3rd Under Secretary of State for Management
- In office October 1, 1978 – January 19, 1981
- Preceded by: Charles E. Saltzman
- Succeeded by: Richard T. Kennedy

3rd Executive Secretary of the United States Department of State
- In office 1963–1969
- Preceded by: William H. Brubeck
- Succeeded by: Theodore Lyman Eliot Jr.

Personal details
- Born: 1925 Philadelphia, PA
- Died: 1993 (aged 67–68) Washington, DC
- Education: Williams College (BA) University of Pennsylvania (LLB)

= Benjamin H. Read =

American lawyer

Benjamin Huger Read (1925–1993) was United States Under Secretary of State for Management from 1978 to 1981 under President Jimmy Carter.

==Biography==

Benjamin H. Read was born in Philadelphia on September 14, 1925. He was raised in Conshohocken, Pennsylvania. During World War II, he served as a sergeant in the United States Marine Corps, seeing service in China and Guam. After the war, he was educated at Williams College, receiving a B.A. in 1949, and the University of Pennsylvania Law School, receiving an LL.B. in 1952.

After law school, Read worked at a private law firm in Philadelphia from 1952 to 1955. He spent 1956–57 as an associate public defender with the Defender Association of Philadelphia. He spent 1957–58 working as an attorney in the Office of the Legal Adviser of the Department of State under Legal Adviser Loftus Becker. In 1958, Read became a legislative assistant to Sen. Joseph S. Clark (D—PA). In 1963, he became executive secretary for United States Secretary of State Dean Rusk. During the 1968 presidential campaign, Read worked with the Democratic nominee, Vice President Hubert Humphrey.

He was named director of the Woodrow Wilson International Center for Scholars in 1969. When Chancellor of Germany Willy Brandt created the German Marshall Fund, he asked Read to become its first president.

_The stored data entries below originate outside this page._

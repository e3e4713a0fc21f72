//! Crawl worker: one slot of a session's pool
//!
//! All workers of a session share its frontier, visited set and scope, and
//! each owns its own HTTP client.

use crate::crawler::fetcher::Fetcher;
use crate::crawler::parser::extract_links;
use crate::crawler::session::SessionShared;
use crate::output::{BrokenRecord, OutcomeSink, ReachedRecord};
use crate::state::FrontierEntry;
use crate::url::resolve_link;
use crate::ScannerError;
use std::sync::atomic::Ordering;
use std::sync::Arc;
use url::Url;

pub(crate) struct Worker {
    id: usize,
    shared: Arc<SessionShared>,
    fetcher: Fetcher,
    sink: OutcomeSink,
}

impl Worker {
    pub(crate) fn new(
        id: usize,
        shared: Arc<SessionShared>,
        fetcher: Fetcher,
        sink: OutcomeSink,
    ) -> Self {
        Self {
            id,
            shared,
            fetcher,
            sink,
        }
    }

    /// Processes frontier entries until the task is aborted
    ///
    /// Returns only on a sink failure. The failing entry is left unfinished
    /// so the session cannot reach quiescence and must observe the error.
    pub(crate) async fn run(self) -> Result<(), ScannerError> {
        loop {
            let entry = self.shared.frontier.pop().await;
            self.process(entry).await?;
            self.shared.frontier.task_done();
        }
    }

    /// Handles one frontier entry
    ///
    /// 1. Drop entries beyond max depth or already claimed
    /// 2. Fetch; publish a broken record on failure
    /// 3. Mark the final URL visited and publish a reached record
    /// 4. If the final URL is still in scope, enqueue in-scope links at depth + 1
    async fn process(&self, entry: FrontierEntry) -> Result<(), ScannerError> {
        let shared = &self.shared;
        let FrontierEntry { url, depth } = entry;

        if depth > shared.max_depth {
            tracing::trace!("Worker {}: {} is beyond max depth ({})", self.id, url, depth);
            return Ok(());
        }

        if !shared.visited.try_claim(&url) {
            tracing::trace!("Worker {}: {} already visited", self.id, url);
            return Ok(());
        }

        shared.stats.fetched.fetch_add(1, Ordering::Relaxed);
        let page = match self.fetcher.fetch(&url).await {
            Ok(page) => page,
            Err(e) => {
                let record = BrokenRecord::new(url);
                tracing::warn!("Received broken {} ({})", record, e.reason);
                self.sink.publish_broken(record).await?;
                shared.stats.broken.fetch_add(1, Ordering::Relaxed);
                return Ok(());
            }
        };

        // A redirect target must not be fetched again on its own
        shared.visited.mark(&page.final_url);

        let record = ReachedRecord::new(page.final_url.clone(), depth);
        tracing::info!("Received {}", record);
        self.sink.publish_reached(record).await?;
        shared.stats.reached.fetch_add(1, Ordering::Relaxed);

        let in_scope = Url::parse(&page.final_url)
            .map(|final_url| shared.scope.contains(&final_url))
            .unwrap_or(false);
        if !in_scope {
            tracing::debug!(
                "Worker {}: {} left {}, links not followed",
                self.id,
                page.final_url,
                shared.scope
            );
            return Ok(());
        }

        let mut enqueued = 0;
        for href in extract_links(&page.body) {
            let Some(link) = resolve_link(&shared.base, &href) else {
                continue;
            };
            if shared.scope.contains(&link) {
                shared
                    .frontier
                    .push(FrontierEntry::new(String::from(link), depth + 1));
                enqueued += 1;
            }
        }
        tracing::debug!(
            "Worker {}: {} queued {} links at depth {}",
            self.id,
            page.final_url,
            enqueued,
            depth + 1
        );

        Ok(())
    }
}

On July 25, 1977, President Jimmy Carter nominated Read as Deputy Under Secretary of State for Management and, the next year, nominated him as Under Secretary of State for Management. After Senate confirmation, Read held this office from October 1, 1978, until January 19, 1981. During the Iran hostage crisis, Read was part of the State Department team dedicated to freeing the hostages.

After leaving government service, Read dedicated himself to environmental issues. He was a driving force behind the Earth Summit, held in Rio de Janeiro in June 1992. He was the president of Ecofund '92, a group founded in connection with the Earth Summit.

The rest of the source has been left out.